YOUR OBJECTIVE = Begin at the line containing "mod extract;" and copy each line exactly through the end of the records, leaving out what comes before.

Data extracted from a collection
--- START ---

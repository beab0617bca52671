//! Issue and project triage over an OpenAI-compatible chat-completion
//! endpoint: prompt construction, structured JSON extraction, and the
//! never-fails analysis contract.

mod analyzer;
mod extract;
mod openai;
mod prompts;
mod types;

pub use analyzer::{Analyzer, AnalyzerConfig, ContributionPlan};
pub use extract::{extract_json_object, ExtractionStrategy};
pub use openai::{OpenAiChatClient, OpenAiConfig};
pub use prompts::{issue_analysis_prompt, plan_prompt, project_analysis_prompt};
pub use types::{
    AiError, AnalysisOutcome, ChatClient, ChatMessage, ChatRequest, ChatResponse, ChatRole,
    ChatUsage, Difficulty, FallbackReason, IssueAnalysis, ProjectAnalysis,
};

--- END ---

PROBLEM SOLUTION =
mod extract;
mod openai;
mod prompts;
mod types;

pub use analyzer::{Analyzer, AnalyzerConfig, ContributionPlan};
pub use extract::{extract_json_object, ExtractionStrategy};
pub use openai::{OpenAiChatClient, OpenAiConfig};
pub use prompts::{issue_analysis_prompt, plan_prompt, project_analysis_prompt};
pub use types::{
    AiError, AnalysisOutcome, ChatClient, ChatMessage, ChatRequest, ChatResponse, ChatRole,
    ChatUsage, Difficulty, FallbackReason, IssueAnalysis, ProjectAnalysis,
};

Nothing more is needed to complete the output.